**What this task involves:** Go line by line through the records and tally those that include "DeviceInfo". Respond with the tally only.

-------- Available data --------

//! Plugin-level events: the ones not addressed to an action instance.

use std::sync::Arc;

use async_trait::async_trait;
use dashmap::DashSet;
use keydeck_core::{ContextId, DeviceId, PluginUuid};
use keydeck_protocol::{ApplicationPayload, Command, DeviceInfo, GlobalSettingsPayload};
use serde_json::Value;
use tokio_util::sync::CancellationToken;

use crate::action::HandlerResult;
use crate::errors::CommandError;
use crate::sink::CommandSink;

/// Handler for application, device, global-settings and wake events.
///
/// These bypass the instance table. Every method defaults to doing nothing.
#[async_trait]
#[allow(unused_variables)]
pub trait PluginHandler: Send + Sync + 'static {
    /// A monitored application launched.
    async fn on_application_did_launch(
        &self,
        cx: &PluginContext,
        payload: ApplicationPayload,
    ) -> HandlerResult {
        Ok(())
    }

    /// A monitored application quit.
    async fn on_application_did_terminate(
        &self,
        cx: &PluginContext,
        payload: ApplicationPayload,
    ) -> HandlerResult {
        Ok(())
    }

    /// A device was plugged in.
    async fn on_device_did_connect(
        &self,
        cx: &PluginContext,
        device: DeviceId,
        info: DeviceInfo,
    ) -> HandlerResult {
        Ok(())
    }

    /// A device was unplugged.
    async fn on_device_did_disconnect(&self, cx: &PluginContext, device: DeviceId) -> HandlerResult {
        Ok(())
    }

    /// The host delivered the plugin-wide settings.
    async fn on_did_receive_global_settings(
        &self,
        cx: &PluginContext,
        payload: GlobalSettingsPayload,
    ) -> HandlerResult {
        Ok(())
    }

    /// The computer woke from sleep.
    async fn on_system_did_wake_up(&self, cx: &PluginContext) -> HandlerResult {
        Ok(())
    }
}

/// A [`PluginHandler`] that ignores everything.
#[derive(Clone, Copy, Debug, Default)]
pub struct NoopPluginHandler;

impl PluginHandler for NoopPluginHandler {}

/// Contexts currently visible on the host, shared between the router and
/// the plugin handle.
pub type LiveContexts = Arc<DashSet<ContextId>>;

/// Command handle for plugin-wide commands, addressed by the plugin UUID.
///
/// It may also address action instances directly, but only ones in its
/// [`LiveContexts`] set.
#[derive(Clone)]
pub struct PluginContext {
    plugin_uuid: PluginUuid,
    sink: Arc<dyn CommandSink>,
    cancel: CancellationToken,
    live: LiveContexts,
}

impl PluginContext {
    /// Build a plugin-wide handle.
    pub fn new(plugin_uuid: PluginUuid, sink: Arc<dyn CommandSink>, cancel: CancellationToken) -> Self {
        Self {
            plugin_uuid,
            sink,
            cancel,
            live: LiveContexts::default(),
        }
    }

    /// Share the router's set of visible contexts.
    #[must_use]
    pub fn with_live_contexts(mut self, live: LiveContexts) -> Self {
        self.live = live;
        self
    }

    /// The UUID the plugin registered under.
    pub fn plugin_uuid(&self) -> &PluginUuid {
        &self.plugin_uuid
    }

    /// Fires when the plugin is shutting down.
    pub fn cancellation(&self) -> &CancellationToken {
        &self.cancel
    }

    /// Send any command.
    ///
    /// Commands addressed to anything but the plugin UUID or a live context
    /// are refused with [`CommandError::UnknownContext`].
    pub async fn send(&self, command: Command) -> Result<(), CommandError> {
        if let Some(target) = command.context() {
            if target.as_str() != self.plugin_uuid.as_str() && !self.live.contains(target) {
                return Err(CommandError::UnknownContext(target.clone()));
            }
        }
        self.sink.send(command).await?;
        Ok(())
    }

    /// Persist plugin-wide settings.
    pub async fn set_global_settings(&self, settings: Value) -> Result<(), CommandError> {
        self.send(Command::SetGlobalSettings {
            context: ContextId::from(&self.plugin_uuid),
            settings,
        })
        .await
    }

    /// Ask the host for the plugin-wide settings.
    pub async fn get_global_settings(&self) -> Result<(), CommandError> {
        self.send(Command::GetGlobalSettings {
            context: ContextId::from(&self.plugin_uuid),
        })
        .await
    }

    /// Switch `device` to a bundled profile, or back when `profile` is `None`.
    pub async fn switch_to_profile(
        &self,
        device: DeviceId,
        profile: Option<String>,
    ) -> Result<(), CommandError> {
        self.send(Command::SwitchToProfile {
            context: ContextId::from(&self.plugin_uuid),
            device,
            profile,
        })
        .await
    }

    /// Open a URL in the user's browser.
    pub async fn open_url(&self, url: impl Into<String>) -> Result<(), CommandError> {
        self.send(Command::OpenUrl { url: url.into() }).await
    }

    /// Write a line to the host's plugin log.
    pub async fn log_message(&self, message: impl Into<String>) -> Result<(), CommandError> {
        self.send(Command::log(message)).await
    }
}

impl std::fmt::Debug for PluginContext {
    fn fmt(&self, f: &mut std::fmt::Formatter<'_>) -> std::fmt::Result {
        f.debug_struct("PluginContext")
            .field("plugin_uuid", &self.plugin_uuid)
            .finish_non_exhaustive()
    }
}

#[cfg(test)]
mod tests {
    use super::*;
    use crate::testutil::RecordingSink;
    use assert_matches::assert_matches;

    #[tokio::test]
    async fn global_commands_use_plugin_uuid() {
        let sink = RecordingSink::new();
        let cx = PluginContext::new(
            PluginUuid::new("ABCDEF123456"),
            Arc::new(sink.clone()),
            CancellationToken::new(),
        );
        cx.get_global_settings().await.unwrap();
        cx.switch_to_profile(DeviceId::new("dev1"), Some("Work".into()))
            .await
            .unwrap();
        cx.open_url("https://example.com").await.unwrap();

        let commands = sink.commands();
        assert_matches!(&commands[0], Command::GetGlobalSettings { context } if context.as_str() == "ABCDEF123456");
        assert_matches!(&commands[1], Command::SwitchToProfile { context, device, .. }
            if context.as_str() == "ABCDEF123456" && device.as_str() == "dev1");
        assert_eq!(commands[2].context(), None);
    }

    #[tokio::test]
    async fn instance_commands_need_a_live_context() {
        let sink = RecordingSink::new();
        let live = LiveContexts::default();
        let cx = PluginContext::new(
            PluginUuid::new("ABCDEF123456"),
            Arc::new(sink.clone()),
            CancellationToken::new(),
        )
        .with_live_contexts(Arc::clone(&live));
        let show_ok = |c: &str| Command::ShowOk {
            context: ContextId::new(c),
        };

        assert_matches!(
            cx.send(show_ok("ctx1")).await,
            Err(CommandError::UnknownContext(ref c)) if c.as_str() == "ctx1"
        );
        let _ = live.insert(ContextId::new("ctx1"));
        cx.send(show_ok("ctx1")).await.unwrap();
        assert_matches!(cx.send(show_ok("ctx2")).await, Err(CommandError::UnknownContext(_)));

        assert_eq!(sink.commands(), vec![show_ok("ctx1")]);
    }
}
//! The plugin runtime: wires connection, dispatcher and router together and
//! drives one session from registration to shutdown.
//!
//! 1. Build a [`PluginRuntime`] and register actions on it
//! 2. [`start`](PluginRuntime::start) connects and registers with the host
//! 3. [`RunningPlugin::wait`] blocks until the host goes away or shutdown is
//!    requested, then drains in-flight handlers, disposes every instance and
//!    closes the socket

use std::fmt;
use std::sync::Arc;

use keydeck_core::RegistrationParameters;
use keydeck_settings::KeydeckSettings;
use tokio_util::sync::CancellationToken;
use tracing::{info, warn};

use crate::action::{Action, ActionContext};
use crate::connection::{Connection, ConnectionState, EventListener};
use crate::dispatcher::Dispatcher;
use crate::errors::{ConnectionError, RouterError};
use crate::plugin::PluginHandler;
use crate::router::{ActionRouter, RouterBuilder};
use crate::shutdown::ShutdownCoordinator;
use crate::sink::CommandSink;

/// Why a session ended.
#[derive(Clone, Copy, Debug, PartialEq, Eq)]
pub enum ExitReason {
    /// Shutdown was requested through the token.
    Shutdown,
    /// The host closed the socket cleanly.
    HostClosed,
    /// The transport failed.
    TransportFault,
}

impl ExitReason {
    /// Whether the process should report failure.
    pub fn is_fault(self) -> bool {
        matches!(self, Self::TransportFault)
    }
}

impl fmt::Display for ExitReason {
    fn fmt(&self, f: &mut fmt::Formatter<'_>) -> fmt::Result {
        f.write_str(match self {
            Self::Shutdown => "shutdown",
            Self::HostClosed => "host closed",
            Self::TransportFault => "transport fault",
        })
    }
}

/// Summary of a finished session.
#[derive(Clone, Copy, Debug, PartialEq, Eq)]
pub struct RunReport {
    /// Why it ended.
    pub reason: ExitReason,
    /// Whether every in-flight handler finished within the drain timeout.
    pub drained: bool,
    /// Handler faults reported during the session.
    pub faults: u64,
}

/// Configures and starts a plugin.
pub struct PluginRuntime {
    params: RegistrationParameters,
    settings: KeydeckSettings,
    router: RouterBuilder,
    shutdown: ShutdownCoordinator,
}

impl PluginRuntime {
    /// A runtime for the given startup parameters.
    pub fn new(params: RegistrationParameters, settings: KeydeckSettings) -> Self {
        Self {
            params,
            settings,
            router: RouterBuilder::new(),
            shutdown: ShutdownCoordinator::new(),
        }
    }

    /// Register an action factory. See [`RouterBuilder::map_action`].
    pub fn map_action<F, A>(
        &mut self,
        action: impl Into<keydeck_core::ActionUuid>,
        factory: F,
    ) -> Result<&mut Self, RouterError>
    where
        F: Fn(ActionContext) -> A + Send + Sync + 'static,
        A: Action,
    {
        let _ = self.router.map_action(action, factory)?;
        Ok(self)
    }

    /// Handle plugin-level events.
    pub fn plugin_handler(&mut self, handler: impl PluginHandler) -> &mut Self {
        let _ = self.router.plugin_handler(handler);
        self
    }

    /// Token that stops the runtime when cancelled.
    pub fn shutdown_token(&self) -> CancellationToken {
        self.shutdown.token()
    }

    /// Connect, register and start routing events.
    pub async fn start(self) -> Result<RunningPlugin, ConnectionError> {
        self.params.validate()?;
        let connection = Connection::new(self.params.clone(), self.settings.connection.clone());
        let sink: Arc<dyn CommandSink> = Arc::new(connection.clone());
        let dispatcher = Arc::new(Dispatcher::new(
            Arc::clone(&sink),
            self.settings.dispatcher.clone(),
        ));
        let router = Arc::new(self.router.build(
            Arc::clone(&dispatcher),
            sink,
            self.params.plugin_uuid.clone(),
            self.shutdown.child_token(),
        ));
        connection.add_listener(Arc::clone(&router) as Arc<dyn EventListener>);

        connection.connect().await?;

        Ok(RunningPlugin {
            connection,
            dispatcher,
            router,
            shutdown: self.shutdown,
            settings: self.settings,
        })
    }

    /// [`start`](Self::start) then [`RunningPlugin::wait`].
    pub async fn run(self) -> Result<RunReport, ConnectionError> {
        Ok(self.start().await?.wait().await)
    }
}

impl fmt::Debug for PluginRuntime {
    fn fmt(&self, f: &mut fmt::Formatter<'_>) -> fmt::Result {
        f.debug_struct("PluginRuntime")
            .field("port", &self.params.port)
            .field("plugin_uuid", &self.params.plugin_uuid)
            .finish_non_exhaustive()
    }
}

/// A connected plugin.
pub struct RunningPlugin {
    connection: Connection,
    dispatcher: Arc<Dispatcher>,
    router: Arc<ActionRouter>,
    shutdown: ShutdownCoordinator,
    settings: KeydeckSettings,
}

impl RunningPlugin {
    /// The live session.
    pub fn connection(&self) -> &Connection {
        &self.connection
    }

    /// The dispatcher running handlers.
    pub fn dispatcher(&self) -> &Arc<Dispatcher> {
        &self.dispatcher
    }

    /// The instance table.
    pub fn router(&self) -> &Arc<ActionRouter> {
        &self.router
    }

    /// Token that stops the runtime when cancelled.
    pub fn shutdown_token(&self) -> CancellationToken {
        self.shutdown.token()
    }

    /// Wait for the session to end, then drain, dispose and disconnect.
    pub async fn wait(self) -> RunReport {
        let reason = tokio::select! {
            state = self.connection.wait_terminal() => match state {
                ConnectionState::Faulted => ExitReason::TransportFault,
                _ => ExitReason::HostClosed,
            },
            () = self.shutdown.cancelled() => ExitReason::Shutdown,
        };
        info!(%reason, in_flight = self.dispatcher.in_flight(), "plugin stopping");

        let drained = self
            .dispatcher
            .drain(self.settings.dispatcher.drain_timeout())
            .await;
        self.router.dispose_all();
        self.shutdown.shutdown();

        if let Err(e) = self.connection.disconnect().await {
            warn!(error = %e, "disconnect failed");
        }

        let report = RunReport {
            reason,
            drained,
            faults: self.dispatcher.fault_count(),
        };
        info!(?report, "plugin stopped");
        report
    }
}

impl fmt::Debug for RunningPlugin {
    fn fmt(&self, f: &mut fmt::Formatter<'_>) -> fmt::Result {
        f.debug_struct("RunningPlugin")
            .field("connection", &self.connection)
            .field("dispatcher", &self.dispatcher)
            .field("router", &self.router)
            .finish_non_exhaustive()
    }
}
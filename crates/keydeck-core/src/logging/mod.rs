//! Structured logging with `tracing`.
//!
//! The plugin's stdout/stderr are usually captured by the host, so all
//! diagnostics go to stderr through a compact `fmt` layer. Log context for
//! an action instance (action UUID, context) travels in a [`tracing::Span`]
//! built by [`instance_span`].

pub mod test_utils;

pub use test_utils::{CapturedEvent, CapturedLogs, capture_logs};

/// Initialize the global tracing subscriber with stderr output.
///
/// Call once at application startup. Subsequent calls are no-ops.
/// `RUST_LOG` takes precedence over `level` when set.
pub fn init_subscriber(level: &str) {
    use tracing_subscriber::EnvFilter;

    let filter = EnvFilter::try_from_default_env().unwrap_or_else(|_| EnvFilter::new(level));

    let subscriber = tracing_subscriber::fmt()
        .with_env_filter(filter)
        .with_target(true)
        .with_writer(std::io::stderr)
        .compact();

    // try_init fails if a global subscriber is already set
    let _ = subscriber.try_init();
}

/// Span used as the logger handed to an action instance.
pub fn instance_span(action: &str, context: &str) -> tracing::Span {
    tracing::info_span!("action", action = %action, context = %context)
}
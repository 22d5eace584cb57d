//! Counts key presses and shows the count as the key title.
//!
//! The count lives in the instance's persisted settings (`{"count": n}`) so it
//! survives profile switches and host restarts. A property inspector can
//! reset it by sending `{"reset": true}`.

use async_trait::async_trait;
use keydeck_protocol::{AppearancePayload, KeyPayload, SettingsPayload};
use keydeck_runtime::{Action, ActionContext, HandlerResult};
use parking_lot::Mutex;
use serde::{Deserialize, Serialize};
use serde_json::Value;
use tracing::debug;

/// Action UUID the host knows this action by.
pub const COUNTER_ACTION: &str = "dev.keydeck.sample.counter";

#[derive(Clone, Copy, Debug, Default, PartialEq, Eq, Serialize, Deserialize)]
struct CounterSettings {
    #[serde(default)]
    count: u64,
}

impl CounterSettings {
    fn from_value(settings: &Value) -> Self {
        serde_json::from_value(settings.clone()).unwrap_or_default()
    }

    fn to_value(self) -> Value {
        serde_json::json!({ "count": self.count })
    }
}

/// One counter key.
#[derive(Debug, Default)]
pub struct Counter {
    count: Mutex<u64>,
}

impl Counter {
    /// A counter starting at zero until the host delivers its settings.
    pub fn new() -> Self {
        Self::default()
    }

    /// Current count.
    #[cfg(test)]
    pub fn count(&self) -> u64 {
        *self.count.lock()
    }

    fn adopt(&self, settings: &Value) -> u64 {
        let count = CounterSettings::from_value(settings).count;
        *self.count.lock() = count;
        count
    }

    async fn publish(&self, cx: &ActionContext, count: u64) -> HandlerResult {
        cx.set_settings(CounterSettings { count }.to_value()).await?;
        cx.set_title(count.to_string()).await?;
        Ok(())
    }
}

#[async_trait]
impl Action for Counter {
    async fn on_will_appear(&self, cx: &ActionContext, payload: AppearancePayload) -> HandlerResult {
        let count = self.adopt(&payload.settings);
        cx.set_title(count.to_string()).await?;
        Ok(())
    }

    async fn on_did_receive_settings(
        &self,
        cx: &ActionContext,
        payload: SettingsPayload,
    ) -> HandlerResult {
        let count = self.adopt(&payload.settings);
        debug!(count, "settings received");
        cx.set_title(count.to_string()).await?;
        Ok(())
    }

    async fn on_key_down(&self, cx: &ActionContext, _payload: KeyPayload) -> HandlerResult {
        let count = {
            let mut guard = self.count.lock();
            *guard = guard.saturating_add(1);
            *guard
        };
        self.publish(cx, count).await
    }

    async fn on_send_to_plugin(&self, cx: &ActionContext, payload: Value) -> HandlerResult {
        if payload.get("reset").and_then(Value::as_bool) == Some(true) {
            *self.count.lock() = 0;
            self.publish(cx, 0).await?;
            cx.show_ok().await?;
        }
        Ok(())
    }
}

--------

**Exercise solution:** 2